One example is $F=\int_0^T V(X(t)) dt$, which represents the total
accumulated $V(X)$ over a Brownian motion path.
If $V(x)$ is a continuous function of $x$, the integral is a standard
Riemann integral, because $V(X(t))$ is a continuous function of $t$.
We can calculate $E[F]$, using the more general function
\begin{equation}
f(x,t) = E_{x,t}\left[\int_t^T V(X(s)) ds \right] \; .
\label{fRep} \end{equation}
As before, we can describe the function $f(x,t)$ in terms of the
random variable
$$
F(t) = E\left[\int_t^T V(X(s)) dt \mid {\cal F}_t \right] \; .
$$
Since $F(t)$ is measurable in ${\cal F}_t$ and depends only on future
values ($X(s)$ with $s>t$), $F(t)$ is measurable in ${\cal G}_t$.
Since ${\cal G}_t$ is generated by $X(t)$ alone, this means that
$F(t)$ is a function of $X(t)$, which we write as $F(t) = f(X(t),t)$.
Of course, this definition is a big restatement of definition (\ref{fRep}).
Once we know $f(x,t)$, we can plug in $t=0$ to get
$E[F] = F(0) = f(x_0,0)$ if $X(0) = x_0$ is known.
Otherwise, $E[F] = E[f(X(0),t)]$.
The backward equation for $f$ is
\begin{equation}
\partial_t f + \frac{1}{2} \partial_x^2 f + V(x,t) = 0 \; ,
\label{fV} \end{equation}
with final conditions $f(x,T) = 0$.
The derivation is similar to the
one we used before for the backward equation for $E_{x,t}[V(X_T)]$.
We use Taylor series and the tower property to calculate how $f$
changes over a small time increment, $\Delta t$.
We start with
$$
\int_t^T V(X(s)) ds = \int_t^{t+\Delta t} V(X(s)) ds
+ \int_{t+\Delta t}^T V(X(s)) ds \; ,
$$
take the $x,t$ expectation, and use (\ref{fRep}) to get
\begin{equation}
f(x,t) = E_{x,t}\left[\int_t^{t+\Delta t} V(X(s)) ds \Bigm| {\cal F}_t\right]
+ E_{x,t}\left[\int_{t+\Delta t}^T V(X(s)) ds \Bigm| {\cal F}_t\right] \; .
\label{fSep} \end{equation}
The first integral on the right has the value $V(x)\Delta t + o(\Delta t)$.
We write $o(\Delta t)$ for a quantity that is smaller than $\Delta t$
in the sense that $o(\Delta t)/\Delta t \rightarrow 0$ as
$\Delta t \rightarrow 0$ (we will shortly divide by $\Delta t$,
take the limit $\Delta t \rightarrow 0$, and neglect all $o(\Delta t)$
terms.).
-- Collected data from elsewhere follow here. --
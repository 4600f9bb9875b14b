mod client;
mod image;
mod parser;

pub use client::{IdentifyError, IdentifyResult, VisionClient, SYSTEM_PROMPT};
pub use image::{EncodedImage, ImageFormat};
pub use parser::{parse_vlm_response, strip_code_fence, ParseError, ParseResult};
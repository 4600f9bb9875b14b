use std::path::Path;

use anyhow::Result;
use bookcheck_core::{Settings, VisionClient};

use super::output;

pub async fn run(settings: &Settings, image: &Path, json: bool) -> Result<()> {
    let client = VisionClient::new(settings.vision.clone())?;
    let books = client.identify_books(image).await;
    client.close();
    let books = books?;

    if json {
        output::print_json(&books)
    } else {
        print!("{}", output::format_books(&books));
        Ok(())
    }
}
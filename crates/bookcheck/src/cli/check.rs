use std::path::Path;

use anyhow::Result;
use bookcheck_core::{BookChecker, Settings};

use super::output;

pub async fn run(settings: &Settings, image: &Path, json: bool) -> Result<()> {
    let checker = BookChecker::from_settings(settings)?;
    let response = checker.check_image(image).await;
    checker.close();
    let response = response?;

    if json {
        output::print_json(&response)
    } else {
        print!("{}", output::format_book_results(&response.books));
        Ok(())
    }
}
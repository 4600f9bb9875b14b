//! Open Library search, used to fill in ISBNs the vision model could not read.
//!
//! API docs: https://openlibrary.org/dev/docs/api/search

use serde::Deserialize;

use crate::config::OpenLibraryConfig;
use crate::network::{HttpClient, HttpTransport, TransportResult};

const SEARCH_FIELDS: &str = "isbn,title,author_name";

#[derive(Debug, Default, Deserialize)]
struct SearchResponse {
    #[serde(default)]
    docs: Option<Vec<SearchDoc>>,
}

#[derive(Debug, Default, Deserialize)]
struct SearchDoc {
    #[serde(default)]
    isbn: Option<Vec<String>>,
    #[serde(default)]
    title: Option<String>,
    #[serde(default)]
    author_name: Option<Vec<String>>,
}

pub struct OpenLibraryClient {
    config: OpenLibraryConfig,
    transport: Box<dyn HttpTransport>,
}

impl OpenLibraryClient {
    pub fn new(config: OpenLibraryConfig) -> TransportResult<Self> {
        let transport = HttpClient::new(config.timeout(), &[])?;
        Ok(Self::with_transport(config, Box::new(transport)))
    }

    pub fn with_transport(config: OpenLibraryConfig, transport: Box<dyn HttpTransport>) -> Self {
        Self { config, transport }
    }

    /// Existing ISBN if there is one, otherwise whatever Open Library knows.
    ///
    /// Never overrides a non-empty `existing_isbn` and never touches the
    /// network in that case.
    pub async fn enrich(
        &self,
        title: &str,
        author: Option<&str>,
        existing_isbn: Option<&str>,
    ) -> Option<String> {
        if let Some(isbn) = existing_isbn.filter(|isbn| !isbn.is_empty()) {
            tracing::debug!(title = %title, "ISBN already present, skipping enrichment");
            return Some(isbn.to_string());
        }

        self.search_isbn(title, author).await
    }

    /// First ISBN of the top search hit for `title` (and `author`).
    ///
    /// Any failure is logged and reported as `None`.
    pub async fn search_isbn(&self, title: &str, author: Option<&str>) -> Option<String> {
        let query = search_query(title, author);
        let params = [
            ("q", query.clone()),
            ("limit", "1".to_string()),
            ("fields", SEARCH_FIELDS.to_string()),
        ];

        tracing::info!(query = %query, "Searching Open Library");

        let response = match self.transport.get(&self.config.search_url(), &params).await {
            Ok(response) => response,
            Err(e) => {
                tracing::warn!(query = %query, error = %e, "Open Library request failed");
                return None;
            }
        };

        if !response.is_success() {
            tracing::warn!(
                query = %query,
                status = response.status,
                "Open Library returned an error status"
            );
            return None;
        }

        let parsed: SearchResponse = match response.json() {
            Ok(parsed) => parsed,
            Err(e) => {
                tracing::warn!(query = %query, error = %e, "Failed to parse Open Library response");
                return None;
            }
        };

        let Some(doc) = parsed.docs.unwrap_or_default().into_iter().next() else {
            tracing::debug!(query = %query, "No Open Library results");
            return None;
        };

        let Some(isbn) = doc.isbn.unwrap_or_default().into_iter().next() else {
            tracing::debug!(
                query = %query,
                title = doc.title.as_deref().unwrap_or_default(),
                "Open Library result has no ISBN"
            );
            return None;
        };

        let author_name = doc
            .author_name
            .as_ref()
            .and_then(|names| names.first())
            .map_or("Unknown", String::as_str);

        tracing::info!(
            query = %query,
            isbn = %isbn,
            title = doc.title.as_deref().unwrap_or_default(),
            author = author_name,
            "Found ISBN"
        );

        Some(isbn)
    }

    pub fn close(self) {
        tracing::debug!(url = %self.config.base_url, "Closing Open Library client");
    }
}

/// Enrich with a short-lived client built from `config`.
///
/// Failing to build the client is logged and treated like any other
/// enrichment failure.
pub async fn enrich_with_isbn(
    config: &OpenLibraryConfig,
    title: &str,
    author: Option<&str>,
    existing_isbn: Option<&str>,
) -> Option<String> {
    if let Some(isbn) = existing_isbn.filter(|isbn| !isbn.is_empty()) {
        return Some(isbn.to_string());
    }

    match OpenLibraryClient::new(config.clone()) {
        Ok(client) => {
            let isbn = client.search_isbn(title, author).await;
            client.close();
            isbn
        }
        Err(e) => {
            tracing::warn!(title = %title, error = %e, "Unexpected error during ISBN enrichment");
            None
        }
    }
}

fn search_query(title: &str, author: Option<&str>) -> String {
    match author.filter(|a| !a.is_empty()) {
        Some(author) => format!("{title} {author}"),
        None => title.to_string(),
    }
}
The second term has
$$
E_{x,t}\left[ \int_{t+\Delta t}^T V(X(s)) ds \mid {\cal F}_{t + \Delta t} \right]
= F(X_{t+\Delta t}) = f(X(t+\Delta t), t+\Delta t) \; .
$$
Writing $X(t+\Delta t) = X(t) + \Delta X$, we use the tower property with
${\cal F}_t \subset {\cal F}_{t+\Delta t}$ to get
$$
E\left[ \int_{t+\Delta t}^T V(X(s)) ds \mid {\cal F}_t \right]
= E\left[ f(X_t + \Delta X, t+\Delta t) \mid {\cal F}_t \right] \; .
$$
As before, we use Taylor expansions the conditional expectation to get first
$$
f(x+\Delta X, t+\Delta t) = f(x,t) + \Delta t \partial_t f(x,t)
+ \Delta X \partial_x f(x,t)
+ \frac{1}{2}\Delta X^2 \partial_x^2 f(x,t) + o(\Delta t) \; ,
$$
then
$$
E_{x,t}\left[ f(x+\Delta X, t + \Delta t \right] =
f(x,t) + \Delta t \partial_t f(x,t) +
\frac{1}{2}\Delta t \partial_x^2 f(x,t) + o(\Delta t) \; .
$$
Putting all this back into (\ref{fSep}) gives
$$
f(x,t) = \Delta t V(x) + f(x,t) + \Delta t \partial_t f(x,t) +
\frac{1}{2}\Delta t \partial_x^2 f(x,t) + o(\Delta t) \; .
$$
Now just cancel $f(x,t)$ from both sides and let $\Delta t \rightarrow 0$
to get the promised equation (\ref{fV}).
\para Application of PDE:
Most commonly, we cannot evaluate either the expected value (\ref{fRep})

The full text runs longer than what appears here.